Structural, Spectroscopic, and Docking Analysis of N,O-Donor Ligand Metal Complex Nanoparticles With Hypolipidemic Effects via Lipoprotein Lipase Activation in High-Fat Diet Mice.

New Cd(II), Zn(II), and Cu(II) chelates with cetirizine.2HCl (CETZ.2HCl) in incidence of 1,10 phenanthroline monohydrate (Phen.HO) were synthesized in search of new biologically active compounds. The ligands and their chelates were described by 1H NMR, FT-IR, elemental analysis, UV-vis spectrophotometry, thermal analyses, molar conductance, x-ray diffraction (XRD), and magnetic-susceptibility measurements. FT-IR demonstrated that CETZ.2HCl is bonded with metal ions, as a monodentate via carboxylate oxygen atom and Phen.HO chelated via two nitrogen atoms. The molar conductivity data showed that the complexes were nonelectrolytes, whereas XRD data supported that the compounds were crystalline. Density functional theory (DFT) was utilized to gain insight into the compounds' optimized design.

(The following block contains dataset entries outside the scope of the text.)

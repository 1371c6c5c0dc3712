//! Crop regions on an asset's pixel grid.
//!
//! Crop coordinates are persisted by the content repository as a
//! `left,top,right,bottom` string (e.g. `"0,0,960,315"`), while the rest of
//! the crate works with `(left, top, width, height)`. [`CropDimension`]
//! converts between the two.

use serde::{Deserialize, Serialize};
use std::fmt;
use std::str::FromStr;
use thiserror::Error;

#[derive(Error, Debug, Clone, PartialEq, Eq)]
pub enum CropError {
    #[error("Invalid crop string {0:?}: expected four comma-separated integers left,top,right,bottom")]
    Malformed(String),
    #[error("Invalid crop string {0:?}: right/bottom must be greater than left/top")]
    Inverted(String),
}

/// A rectangle on the original pixel grid.
#[derive(Debug, Clone, Copy, PartialEq, Eq, Hash, Serialize, Deserialize)]
pub struct CropDimension {
    pub left: u32,
    pub top: u32,
    pub width: u32,
    pub height: u32,
}

impl CropDimension {
    pub fn new(left: u32, top: u32, width: u32, height: u32) -> Self {
        Self {
            left,
            top,
            width,
            height,
        }
    }

    pub fn right(&self) -> u32 {
        self.left.saturating_add(self.width)
    }

    pub fn bottom(&self) -> u32 {
        self.top.saturating_add(self.height)
    }

    /// A zero-area crop means "no crop".
    pub fn is_empty(&self) -> bool {
        self.width == 0 || self.height == 0
    }

    /// Whether the crop rectangle lies within a `width` x `height` grid.
    pub fn fits_within(&self, width: u32, height: u32) -> bool {
        self.right() <= width && self.bottom() <= height
    }

    /// Repository crop string: `left,top,right,bottom`.
    pub fn crop_string(&self) -> String {
        format!(
            "{},{},{},{}",
            self.left,
            self.top,
            self.right(),
            self.bottom()
        )
    }

    /// Parse a `left,top,right,bottom` crop string.
    pub fn from_crop_string(value: &str) -> Result<Self, CropError> {
        let parts: Vec<u32> = value
            .split(',')
            .map(|p| p.trim().parse::<u32>())
            .collect::<Result<_, _>>()
            .map_err(|_| CropError::Malformed(value.to_string()))?;

        let &[left, top, right, bottom] = parts.as_slice() else {
            return Err(CropError::Malformed(value.to_string()));
        };
        if right <= left || bottom <= top {
            return Err(CropError::Inverted(value.to_string()));
        }
        Ok(Self::new(left, top, right - left, bottom - top))
    }
}

impl FromStr for CropDimension {
    type Err = CropError;

    fn from_str(s: &str) -> Result<Self, Self::Err> {
        Self::from_crop_string(s)
    }
}

impl fmt::Display for CropDimension {
    fn fmt(&self, f: &mut fmt::Formatter<'_>) -> fmt::Result {
        f.write_str(&self.crop_string())
    }
}
#[cfg(test)]
mod tests {
    use super::*;
    use crate::crop::CropDimension;
    use crate::format::MediaFormatBuilder;
    use crate::selection::CropRenditionHandler;
    use crate::test_helpers::*;

    fn candidates(crop: Option<CropDimension>) -> Vec<RenditionMetadata> {
        let policy = SelectionPolicy::default();
        CropRenditionHandler::new(&standard_renditions(), crop, &policy)
            .available_renditions(&MediaArgs::default())
    }

    fn select_default(candidates: &[RenditionMetadata], args: &MediaArgs) -> Option<Selection> {
        select(candidates, args, &SelectionPolicy::default())
    }

    fn selected_name(selection: Option<Selection>) -> Option<String> {
        selection.map(|s| s.rendition.name().to_string())
    }

    #[test]
    fn no_formats_returns_first_candidate() {
        let c = candidates(Some(standard_crop()));
        let selection = select_default(&c, &MediaArgs::default()).unwrap();
        assert!(selection.rendition.is_virtual());
        assert_eq!(selection.media_format, None);
    }

    #[test]
    fn no_candidates_yields_none() {
        let args = MediaArgs::with_formats([MediaFormatBuilder::create("any").build().unwrap()]);
        assert_eq!(select_default(&[], &args), None);
        assert_eq!(select_default(&[], &MediaArgs::default()), None);
    }

    #[test]
    fn fixed_dimension_format_picks_virtual_crop() {
        let stage = MediaFormatBuilder::create("home_stage")
            .fixed_dimension(960, 315)
            .build()
            .unwrap();
        let c = candidates(Some(standard_crop()));
        let selection = select_default(&c, &MediaArgs::with_formats([stage.clone()])).unwrap();
        assert!(selection.rendition.is_virtual());
        assert_eq!(selection.media_format, Some(stage));
    }

    #[test]
    fn fixed_dimension_without_crop_has_no_match() {
        let stage = MediaFormatBuilder::create("home_stage")
            .fixed_dimension(960, 315)
            .build()
            .unwrap();
        let c = candidates(None);
        assert_eq!(select_default(&c, &MediaArgs::with_formats([stage])), None);
    }

    #[test]
    fn range_format_picks_largest_within_bounds() {
        let teaser = MediaFormatBuilder::create("teaser")
            .width_range(400, 1000)
            .build()
            .unwrap();
        let c = candidates(None);
        let selected = selected_name(select_default(&c, &MediaArgs::with_formats([teaser])));
        assert_eq!(selected.as_deref(), Some("cq5dam.web.960.960.jpg"));
    }

    #[test]
    fn ratio_format_skips_wrong_ratio() {
        // Virtual crop 960x315 is ~3.05; the 16:9 stored renditions follow it
        let wide = MediaFormatBuilder::create("wide")
            .ratio_of(16, 9)
            .max_width(1280)
            .build()
            .unwrap();
        let c = candidates(Some(standard_crop()));
        let selected = selected_name(select_default(&c, &MediaArgs::with_formats([wide])));
        assert_eq!(selected.as_deref(), Some("cq5dam.web.1280.1280.jpg"));
    }

    #[test]
    fn extension_restriction_case_insensitive() {
        let swf = MediaFormatBuilder::create("movie")
            .extensions(["SWF"])
            .build()
            .unwrap();
        let c = candidates(None);
        let selected = selected_name(select_default(&c, &MediaArgs::with_formats([swf])));
        assert_eq!(selected.as_deref(), Some("intro.swf"));
    }

    #[test]
    fn empty_extension_entries_ignored() {
        let format = MediaFormatBuilder::create("blank")
            .extensions(["", "  "])
            .build()
            .unwrap();
        let c = candidates(None);
        let selected = selected_name(select_default(&c, &MediaArgs::with_formats([format])));
        assert_eq!(selected.as_deref(), Some("original"));
    }

    #[test]
    fn args_extensions_narrow_formats() {
        let any = MediaFormatBuilder::create("any").build().unwrap();
        let args = MediaArgs {
            file_extensions: vec!["png".to_string()],
            ..MediaArgs::with_formats([any])
        };
        assert_eq!(select_default(&candidates(None), &args), None);
    }

    #[test]
    fn file_size_max_filters_stored_but_not_virtual() {
        let small = MediaFormatBuilder::create("small")
            .file_size_max(60_000)
            .build()
            .unwrap();
        let c = candidates(Some(standard_crop()));
        let selected = select_default(&c, &MediaArgs::with_formats([small.clone()])).unwrap();
        assert!(selected.rendition.is_virtual());

        let c = candidates(None);
        let selected = selected_name(select_default(&c, &MediaArgs::with_formats([small])));
        assert_eq!(selected.as_deref(), Some("teaser.480.270.jpg"));
    }

    #[test]
    fn download_format_against_images_only_yields_none() {
        let download = MediaFormatBuilder::create("download")
            .download(true)
            .build()
            .unwrap();
        let images_only: Vec<RenditionMetadata> = candidates(None)
            .into_iter()
            .filter(|c| SelectionPolicy::default().file_types.is_image(c.extension()))
            .collect();
        assert!(!images_only.is_empty());
        assert_eq!(
            select_default(&images_only, &MediaArgs::with_formats([download])),
            None
        );

        let image = MediaFormatBuilder::create("image").build().unwrap();
        let selected = selected_name(select_default(&images_only, &MediaArgs::with_formats([image])));
        assert_eq!(selected.as_deref(), Some("original"));
    }

    #[test]
    fn download_format_skips_dimension_checks() {
        let download = MediaFormatBuilder::create("download")
            .download(true)
            .fixed_dimension(1, 1)
            .extensions(["pdf"])
            .build()
            .unwrap();
        let c = candidates(None);
        let selected = selected_name(select_default(&c, &MediaArgs::with_formats([download])));
        assert_eq!(selected.as_deref(), Some("brochure.pdf"));
    }

    #[test]
    fn non_download_format_never_returns_pdf() {
        let any = MediaFormatBuilder::create("any").extensions(["pdf"]).build().unwrap();
        let c = candidates(None);
        let result = select_default(&c, &MediaArgs::with_formats([any]));
        assert_eq!(result, None);
    }

    #[test]
    fn lower_ranking_format_wins_even_with_worse_candidate() {
        let large = MediaFormatBuilder::create("large")
            .min_width(1000)
            .ranking(20)
            .build()
            .unwrap();
        let small = MediaFormatBuilder::create("small")
            .max_width(500)
            .ranking(10)
            .build()
            .unwrap();
        let c = candidates(None);
        let selection = select_default(&c, &MediaArgs::with_formats([large, small])).unwrap();
        assert_eq!(selection.media_format.unwrap().name(), "small");
        assert_eq!(selection.rendition.name(), "teaser.480.270.jpg");
    }

    #[test]
    fn ranking_ties_keep_declaration_order() {
        let first = MediaFormatBuilder::create("first").max_width(500).build().unwrap();
        let second = MediaFormatBuilder::create("second").build().unwrap();
        let c = candidates(None);
        let selection = select_default(&c, &MediaArgs::with_formats([first, second])).unwrap();
        assert_eq!(selection.media_format.unwrap().name(), "first");
    }

    #[test]
    fn unmatched_format_falls_through_to_next() {
        let impossible = MediaFormatBuilder::create("impossible")
            .fixed_dimension(7, 7)
            .build()
            .unwrap();
        let any = MediaFormatBuilder::create("any").ranking(5).build().unwrap();
        let c = candidates(None);
        let selection = select_default(&c, &MediaArgs::with_formats([impossible, any])).unwrap();
        assert_eq!(selection.media_format.unwrap().name(), "any");
    }

    #[test]
    fn negative_policy_unconstrained_treats_as_zero() {
        let neg = MediaFormatBuilder::create("neg").width(-1).build().unwrap();
        let c = candidates(None);
        assert!(select_default(&c, &MediaArgs::with_formats([neg])).is_some());
    }

    #[test]
    fn negative_policy_reject_skips_format() {
        let policy = SelectionPolicy {
            negative_constraints: NegativeConstraintPolicy::Reject,
            ..SelectionPolicy::default()
        };
        let neg = MediaFormatBuilder::create("neg").max_height(-1).build().unwrap();
        let c = candidates(None);
        assert_eq!(select(&c, &MediaArgs::with_formats([neg]), &policy), None);
    }

    #[test]
    fn args_fixed_dimension_without_formats() {
        let args = MediaArgs {
            fixed_width: 480,
            fixed_height: 270,
            ..MediaArgs::default()
        };
        let selected = selected_name(select_default(&candidates(None), &args));
        assert_eq!(selected.as_deref(), Some("teaser.480.270.jpg"));
    }

    #[test]
    fn args_download_without_formats() {
        let args = MediaArgs {
            download: true,
            ..MediaArgs::default()
        };
        let selected = selected_name(select_default(&candidates(None), &args));
        assert_eq!(selected.as_deref(), Some("intro.swf"));
    }

    #[test]
    fn check_format_reports_reason() {
        let policy = SelectionPolicy::default();
        let c = candidates(None);
        let original = &c[0];
        let args = MediaArgs::default();

        let fixed = MediaFormatBuilder::create("f").width(10).build().unwrap();
        assert_eq!(check_format(original, &fixed, &args, &policy), Err(Mismatch::Dimension));

        let square = MediaFormatBuilder::create("s").ratio(1.0).build().unwrap();
        assert_eq!(check_format(original, &square, &args, &policy), Err(Mismatch::Ratio));

        let png = MediaFormatBuilder::create("p").extensions(["png"]).build().unwrap();
        assert_eq!(check_format(original, &png, &args, &policy), Err(Mismatch::Extension));

        let tiny = MediaFormatBuilder::create("t").file_size_max(1).build().unwrap();
        assert_eq!(check_format(original, &tiny, &args, &policy), Err(Mismatch::FileSize));

        let download = MediaFormatBuilder::create("d").download(true).build().unwrap();
        assert_eq!(check_format(original, &download, &args, &policy), Err(Mismatch::Type));
    }

    #[test]
    fn extension_allowed_rules() {
        assert!(extension_allowed("jpg", &[]));
        assert!(extension_allowed("jpg", &["".to_string()]));
        assert!(extension_allowed("jpg", &["JPG".to_string()]));
        assert!(!extension_allowed("jpg", &["png".to_string()]));
        assert!(!extension_allowed("", &["png".to_string()]));
    }
}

The effects of CETZ.2HCl and the complexes on the activity of lipoprotein-(L)-lipase in mice were investigated. Unlike Cd(II) complex, all the other compounds exhibited significant increase in lipase activity, with reduction in triglycerides. Cu(II) and Zn(II) complexes showed robust hypolipidemic efficacy evidenced by lower levels of total cholesterol and low-density lipoprotein (LDL), concomitant with higher levels of high-density lipoprotein (HDL). Furthermore, Zn(II) complex was a safe alternative as it has a lower liver toxicity. Molecular docking demonstrated that Cu(II) and Zn(II) chelates exhibited greater affinities to lipase than the parent ligand. Finally, Cu(II) complex showed the highest antibacterial activity.